The Baja California rattlesnake, Crotalus enyc occurs over most of the Baja peninsula from the vicinity of Cabo Colonet in the northwest, south to Cabo San Lucas, Baja California Sur and on associated islands in the Gulf of California (Beaman and Grismer 1994). Aside from data on captive breeding in C. enyo (Tryon and Radcliffe 1977; Armstrong and Murphy 1979), a report of "eggs" in a female collected 22 March (Klauber 1931), two clutch sizes in Klauber (1972) and time of appearance of neonates (Grismer 2002), information on reproduction in this species is unknown. The purpose of this paper is to provide information on the reproductive cycle of C. enyc from a histological examination of gonads from museum specimens. The reproductive cycle of this species is compared with that of other North American rattlesnakes.

Materials and Methods

A sample of 44 C. enyo (13 females, Mean snout-vent length, SVL = 549 mm [+ or -] 47 SD, range = 487-667 mm); 31 males, Mean SVL = 583 mm [+ or -] 79 SD, range = 470-730 mm) from Baja California was examined from the herpetology collections of the California Academy of Sciences, San Francisco, California (CAS), Natural History Museum of Los Angeles County, Los Angeles, California (LACM), Museum of Vertebrate Zoology, Berkeley, California (MVZ), San Diego Museum of Natural History, San Diego, California (SDSNH), and University of Arizona, Tucson (UAZ) (Appendix). All snakes were collected between 1919 and 1986. The left testis and vas deferens (when available) were removed from males and the left ovary was removed from females for histological examination. Tissues were embedded in paraffin, cut into 5 [micro]m sections and stained with Harris' hematoxylin followed by eosin counterstain. Slides were then examined to determine the stage of the male cycle and for the presence of yolk deposition (secondary vitell ogenesis sensu Aldridge 1979) in females. Histological examination was not performed on two females containing enlarged follicles (> 10 mm length), a female containing oviductal eggs and a female containing a full-term embryo. The number of specimens histologically examined were, testis (= 31), vas deferens (= 22), and ovary (= 9).

Testicular histology was similar to that reported by Goldberg and Parker (1975) for the colubrid snakes, Masticophis taeniatus and Pituophis catenifer (= P. melanoleucus) and the viperid snake, Agkistrodon piscivorus (Johnson et al. 1982). In the regressed testis, seminiferous tubules contained spermatogonia and Sertoli cells. In recrudescence, there was renewal of spermatogenic cells characterized by spermatogonial divisions and primary and secondary spermatocytes were occasionally present. In spermiogenesis, metamorphosing spermatids and mature sperm were present.
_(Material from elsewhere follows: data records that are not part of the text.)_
//! Chain-side encoders.
//!
//! Everything a transport client must know about Hive's own data formats:
//! the typed binary serializer for `witness_set_properties`, the operation
//! catalog, and the account-history bitmask filter.

pub mod filter;
pub mod serializer;
pub mod witness;

pub use filter::{make_bitmask_filter, operation_order, OPERATION_ORDERS};
pub use serializer::WireType;
pub use witness::{build_witness_set_properties, WitnessProperties, WitnessSetPropertiesOp};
Males undergoing spermiogenesis were collected from June through October, with regressed testes present in specimens collected from March through May and testes in recrudescence (recovery) present in specimens collected from March through June (Table 1). The smallest reproductively active male (regressed testes but sperm in the vasa deferentia from a previous spermiogenesis) measured 470 mm SVL. Sperm were present in the vasa deferentia of the following males: March 1/1 (100%); April 2/2 (100%); May 2/2 (100%); June 2/2 (100%); July 1/1 (100%); August 1/1 (100%); September 11/11 (100%); October 2/2 (100%).
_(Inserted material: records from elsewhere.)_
//! Public / community Hive API nodes.
//!
//! These are free, no-API-key endpoints run by witnesses and community
//! members. Individually they go down, lag, or rate-limit — which is
//! exactly what the failover driver is for.

use std::sync::Arc;
use std::time::Duration;

use hiverpc_core::fetch::FetchConfig;
use hiverpc_http::FailoverClient;

/// Well-known public API nodes, in default rotation order.
pub const PUBLIC_NODES: &[&str] = &[
    "https://api.hive.blog",
    "https://api.openhive.network",
    "https://api.deathwing.me",
    "https://rpc.ausbit.dev",
    "https://anyx.io",
    "https://techcoderx.com",
];

/// Conservative policy for shared community infrastructure: generous round
/// budget, full rotation through the list before giving up.
pub fn conservative_config() -> FetchConfig {
    FetchConfig {
        round_timeout: Duration::from_secs(10),
        failover_threshold: PUBLIC_NODES.len() as u32,
        log_failover: true,
        backoff: Arc::new(hiverpc_core::fetch::default_backoff),
        attempt_timeout: Some(Arc::new(|tries| {
            // Escalate from 5s up to 30s as a node keeps stalling.
            Duration::from_secs((5 + u64::from(tries) * 5).min(30))
        })),
    }
}

/// A failover client over all public nodes.
pub fn failover_client() -> FailoverClient {
    FailoverClient::new(
        PUBLIC_NODES.iter().map(|s| s.to_string()).collect(),
        conservative_config(),
    )
}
The presence of males with regressed testes in spring (March-May) and spermiogenic males from June through October indicate that the timing of the testicular cycle of C. enyo is similar to that of other North American rattlesnakes in which sperm formation occurs summer-autumn and is stored over winter in the vasa deferentia (see Goldberg 1999a,b,c, 2000a,b,c; Goldberg and Holycross 1999; Goldberg and Rosen 2000; Holycross and Goldberg 2001). Field observations are needed to determine when mating occurs in C. enyc.
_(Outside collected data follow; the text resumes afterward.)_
//! Builder for the `witness_set_properties` operation.

use serde::Serialize;
use serde_json::{Map, Value};

use crate::chain::serializer::WireType;
use crate::error::RpcError;

/// Declared wire type for each witness property name.
fn wire_type_of(name: &str) -> Option<WireType> {
    match name {
        "key" | "new_signing_key" => Some(WireType::PublicKey),
        "account_subsidy_budget" | "account_subsidy_decay" | "maximum_block_size" => {
            Some(WireType::UInt32)
        }
        "hbd_interest_rate" => Some(WireType::UInt16),
        "url" => Some(WireType::String),
        "hbd_exchange_rate" => Some(WireType::Price),
        "account_creation_fee" => Some(WireType::Asset),
        _ => None,
    }
}

/// Payload of a `witness_set_properties` operation.
///
/// `props` holds `(name, hex)` pairs sorted lexicographically by name —
/// hived treats the sequence as order-sensitive for hashing in some
/// versions, so the order must not depend on caller iteration order.
#[derive(Debug, Clone, PartialEq, Serialize)]
pub struct WitnessProperties {
    pub extensions: Vec<Value>,
    pub owner: String,
    pub props: Vec<(String, String)>,
}

/// The full operation tuple. Serializes as
/// `["witness_set_properties", {extensions, owner, props}]`, ready to be
/// embedded verbatim as a JSON-RPC parameter.
#[derive(Debug, Clone, PartialEq, Serialize)]
pub struct WitnessSetPropertiesOp(pub &'static str, pub WitnessProperties);

/// Encode a set of named witness properties into a well-formed
/// `witness_set_properties` operation.
///
/// Fails with [`RpcError::UnknownProperty`] when a name has no declared
/// wire type, and [`RpcError::InvalidProperty`] when a value cannot be
/// coerced to its layout. Pure: the same input always yields byte-identical
/// hex output.
pub fn build_witness_set_properties(
    owner: impl Into<String>,
    props: &Map<String, Value>,
) -> Result<WitnessSetPropertiesOp, RpcError> {
    let mut encoded: Vec<(String, String)> = Vec::with_capacity(props.len());
    for (name, value) in props {
        let wire_type = wire_type_of(name).ok_or_else(|| RpcError::UnknownProperty {
            name: name.clone(),
        })?;
        encoded.push((name.clone(), wire_type.encode_hex(name, value)?));
    }
    encoded.sort_by(|a, b| a.0.cmp(&b.0));

    Ok(WitnessSetPropertiesOp(
        "witness_set_properties",
        WitnessProperties {
            extensions: Vec::new(),
            owner: owner.into(),
            props: encoded,
        },
    ))
}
The seasonal ovarian cycle is summarized in Table 2. The presence of one female collected in March (SYL = 543 mm; GAS 87372) with oviductal eggs (N = 7) suggests that ovulation occurs in spring. We examined the March female (SVL = 545 mm; SDSNH 3003) described by Klauber (1931) as containing "eggs" and found it to contain four enlarged ovarian follicles (> 15 mm length) which would have ovulated. One female collected in August (SVL = 563 mm; GAS 101612) with a full-term embryo (SVL = 220 mm) suggests an ovarian cycle similar to that of other North American rattlesnakes in which ovulation occurs in spring with young being born in late summer (Armstrong and Murphy 1979). Grismer (2002) found newborn C. enyo from late July to mid-October. One female collected 26 September (SVL = 582; MVZ 189971) contained five enlarged ovarian follicles > 10 mm length. This indicates that yolk deposition begins the summer prior to ovulation. The presence of reproductively inactive females suggests that only part of the female p opulation breeds in a particular year. This coincides with the ovarian cycle of other North American rattlesnakes (Goldberg 1999a,c; Goldberg and Holycross 1999; Holycross and Goldberg 2001).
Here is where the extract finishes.